**Your goal**
Check each line of the data below for the string "KubeNodeFeed", then state how many have it and nothing else.

**Data section**
+++

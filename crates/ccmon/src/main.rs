//! ccmon - cluster cost monitor
//!
//! Creates the workloads of a scaling scenario, fires its scaling events on
//! schedule and records node cost and pending-pod time until the scenario
//! ends or the process is interrupted.

use anyhow::{Context, Result};
use ccmon_lib::cluster::{connect, KubeCluster, KubeNodeFeed, KubePodFeed};
use ccmon_lib::pricing::{PriceTable, PricingOracle};
use ccmon_lib::{HealthRegistry, Scenario, ScenarioRunner};
use clap::Parser;
use crate::config::{LogFormat, MonitorConfig};
use std::future::Future;
use std::path::PathBuf;
use std::sync::Arc;
use tokio::signal;
use tokio::sync::broadcast;
use tracing::{error, info};
use tracing_subscriber::{fmt, prelude::*, EnvFilter};

mod api;
mod config;

/// Drive a cluster autoscaler through a scenario and record its cost
#[derive(Parser, Debug)]
#[command(name = "ccmon")]
#[command(author, version, about, long_about = None)]
struct Cli {
    /// Scenario file (YAML)
    scenario: PathBuf,

    /// Path to kubeconfig file (inferred when not specified)
    #[arg(long, env = "KUBECONFIG")]
    kubeconfig: Option<PathBuf>,

    /// Configuration file (YAML, TOML or JSON)
    #[arg(long)]
    config: Option<PathBuf>,

    /// Namespace for workloads and the pod watch
    #[arg(long)]
    namespace: Option<String>,

    /// Directory for the telemetry record
    #[arg(long)]
    output_dir: Option<PathBuf>,

    /// Validate and print the scenario without touching the cluster
    #[arg(long)]
    dry_run: bool,
}

fn init_tracing(format: LogFormat) {
    let filter = EnvFilter::try_from_default_env().unwrap_or_else(|_| EnvFilter::new("info"));
    let registry = tracing_subscriber::registry().with(filter);
    match format {
        LogFormat::Json => registry.with(fmt::layer().json()).init(),
        LogFormat::Pretty => registry.with(fmt::layer()).init(),
    }
}

#[tokio::main]
async fn main() -> Result<()> {
    let cli = Cli::parse();

    let mut config = MonitorConfig::load(cli.config.as_deref())?;
    if let Some(namespace) = cli.namespace {
        config.namespace = namespace;
    }
    if let Some(output_dir) = cli.output_dir {
        config.output_dir = output_dir;
    }
    init_tracing(config.log_format);

    let scenario = Scenario::open(&cli.scenario)
        .with_context(|| format!("Failed to load scenario {}", cli.scenario.display()))?;
    println!("{scenario}");
    if cli.dry_run {
        return Ok(());
    }

    let pricing = Arc::new(PriceTable::new(config.pricing_file.clone()));
    pricing
        .refresh_on_demand()
        .await
        .context("Failed to load on-demand pricing")?;
    pricing
        .refresh_spot()
        .await
        .context("Failed to load spot pricing")?;
    info!(instance_types = pricing.len(), "Pricing loaded");

    let client = connect(cli.kubeconfig.as_deref()).await?;
    let cluster = Arc::new(KubeCluster::new(client.clone(), config.namespace.clone()));
    let nodes = Arc::new(KubeNodeFeed::new(client.clone(), scenario.node_selector.clone()));
    let pods = Arc::new(KubePodFeed::new(client, &config.namespace));

    let health = HealthRegistry::new();
    if let Some(port) = config.metrics_port {
        let health = health.clone();
        tokio::spawn(async move {
            if let Err(e) = api::serve(port, health).await {
                error!(error = %e, "Metrics server failed");
            }
        });
    }

    let (interrupt, interrupted) = broadcast::channel(1);
    let stop = shutdown_signal().context("installing signal handlers")?;
    tokio::spawn(forward_interrupt(stop, interrupt));

    let runner = ScenarioRunner::new(
        config.runner_config(),
        cluster.clone(),
        cluster,
        nodes,
        pods,
        pricing,
    )
    .with_health(health);

    let summary = runner.execute(&scenario, interrupted).await?;
    println!("{}", serde_json::to_string_pretty(&summary)?);
    Ok(())
}

/// Install SIGINT and SIGTERM handlers; the returned future resolves with
/// the name of whichever arrives first
fn shutdown_signal() -> std::io::Result<impl Future<Output = &'static str>> {
    #[cfg(unix)]
    let mut terminate = signal::unix::signal(signal::unix::SignalKind::terminate())?;

    Ok(async move {
        let ctrl_c = async {
            match signal::ctrl_c().await {
                Ok(()) => "SIGINT",
                Err(e) => {
                    error!(error = %e, "Failed to install Ctrl+C handler");
                    std::future::pending().await
                }
            }
        };

        #[cfg(unix)]
        let terminate = async move {
            terminate.recv().await;
            "SIGTERM"
        };

        #[cfg(not(unix))]
        let terminate = std::future::pending::<&'static str>();

        tokio::select! {
            name = ctrl_c => name,
            name = terminate => name,
        }
    })
}

async fn forward_interrupt<F>(stop: F, interrupt: broadcast::Sender<()>)
where
    F: Future<Output = &'static str>,
{
    let signal = stop.await;
    info!(signal, "Interrupt received, stopping scenario");
    let _ = interrupt.send(());
}
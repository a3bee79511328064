//! Cluster state tracking
//!
//! Keeps the authoritative in-memory mirror of cluster nodes and of pods in
//! the watched namespace. Both maps live behind one reader-writer lock so a
//! snapshot always sees nodes, pods and prices from the same instant.
//!
//! Writes arrive from the two watch loops in [`watch`]; everything else
//! reads through [`ClusterStateTracker::snapshot`] or
//! [`ClusterStateTracker::totals`].

mod watch;


use crate::models::{
    CapacityType, ClusterSnapshot, ClusterTotals, ObservedNode, TrackedNode, TrackedPod,
};
use crate::observability::MonitorMetrics;
use crate::pricing::PricingOracle;
use std::collections::HashMap;
use std::sync::Arc;
use tokio::sync::RwLock;
use tracing::{debug, warn};

#[derive(Default)]
struct TrackerState {
    nodes: HashMap<String, TrackedNode>,
    /// Keyed by pod UID
    pods: HashMap<String, TrackedPod>,
}

/// Owner of the tracked node and pod sets
pub struct ClusterStateTracker {
    state: RwLock<TrackerState>,
    pricing: Arc<dyn PricingOracle>,
    spot_aware: bool,
    metrics: MonitorMetrics,
}

impl ClusterStateTracker {
    pub fn new(pricing: Arc<dyn PricingOracle>) -> Self {
        Self {
            state: RwLock::new(TrackerState::default()),
            pricing,
            spot_aware: false,
            metrics: MonitorMetrics::new(),
        }
    }

    /// Price spot-capacity nodes from the spot table
    pub fn with_spot_pricing(mut self, enabled: bool) -> Self {
        self.spot_aware = enabled;
        self
    }

    fn resolve_price(&self, node: &ObservedNode) -> Option<f64> {
        let instance_type = node.instance_type.as_deref()?;
        if self.spot_aware && node.capacity_type == CapacityType::Spot {
            if let Some(price) = self.pricing.spot_price(instance_type) {
                return Some(price);
            }
        }
        self.pricing.on_demand_price(instance_type)
    }

    /// Insert or refresh a node, resolving its hourly price first
    pub async fn add_or_update_node(&self, node: ObservedNode) {
        let hourly_price = self.resolve_price(&node);

        let (known_miss, node_count, pod_count) = {
            let mut state = self.state.write().await;
            let known_miss = state
                .nodes
                .get(&node.name)
                .map_or(false, |n| n.hourly_price.is_none());
            state.nodes.insert(
                node.name.clone(),
                TrackedNode {
                    name: node.name.clone(),
                    instance_type: node.instance_type.clone(),
                    capacity_type: node.capacity_type,
                    hourly_price,
                },
            );
            (known_miss, state.nodes.len(), state.pods.len())
        };
        self.metrics.set_tracked(node_count, pod_count);

        match hourly_price {
            Some(price) => debug!(node = %node.name, hourly_price = price, "Tracking node"),
            None => {
                self.metrics.inc_price_lookup_misses();
                if known_miss {
                    debug!(node = %node.name, "Node still has no price");
                } else {
                    warn!(
                        node = %node.name,
                        instance_type = ?node.instance_type,
                        "No price for node, tracking with zero cost"
                    );
                }
            }
        }
    }

    pub async fn remove_node(&self, name: &str) {
        let mut state = self.state.write().await;
        if state.nodes.remove(name).is_some() {
            debug!(node = %name, "Node removed");
        }
        self.metrics.set_tracked(state.nodes.len(), state.pods.len());
    }

    pub async fn add_or_update_pod(&self, pod: TrackedPod) {
        let mut state = self.state.write().await;
        state.pods.insert(pod.uid.clone(), pod);
        self.metrics.set_tracked(state.nodes.len(), state.pods.len());
    }

    pub async fn remove_pod(&self, uid: &str) {
        let mut state = self.state.write().await;
        state.pods.remove(uid);
        self.metrics.set_tracked(state.nodes.len(), state.pods.len());
    }

    /// Copy of the tracked sets, sorted by key
    pub async fn snapshot(&self) -> ClusterSnapshot {
        let state = self.state.read().await;
        let mut nodes: Vec<_> = state.nodes.values().cloned().collect();
        let mut pods: Vec<_> = state.pods.values().cloned().collect();
        let pending_pods = pods.iter().filter(|p| p.phase.is_pending()).count();
        drop(state);

        nodes.sort_by(|a, b| a.name.cmp(&b.name));
        pods.sort_by(|a, b| a.uid.cmp(&b.uid));
        ClusterSnapshot {
            nodes,
            pods,
            pending_pods,
        }
    }

    /// Counts and burn rate without copying the sets
    pub async fn totals(&self) -> ClusterTotals {
        let state = self.state.read().await;
        ClusterTotals {
            node_count: state.nodes.len(),
            pod_count: state.pods.len(),
            pending_pods: state.pods.values().filter(|p| p.phase.is_pending()).count(),
            hourly_cost: state.nodes.values().filter_map(|n| n.hourly_price).sum(),
        }
    }

    /// Resolved prices of tracked nodes; nodes without a price are absent
    pub async fn node_prices(&self) -> HashMap<String, f64> {
        let state = self.state.read().await;
        state
            .nodes
            .values()
            .filter_map(|n| n.hourly_price.map(|p| (n.name.clone(), p)))
            .collect()
    }
}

+++

**Response box**
2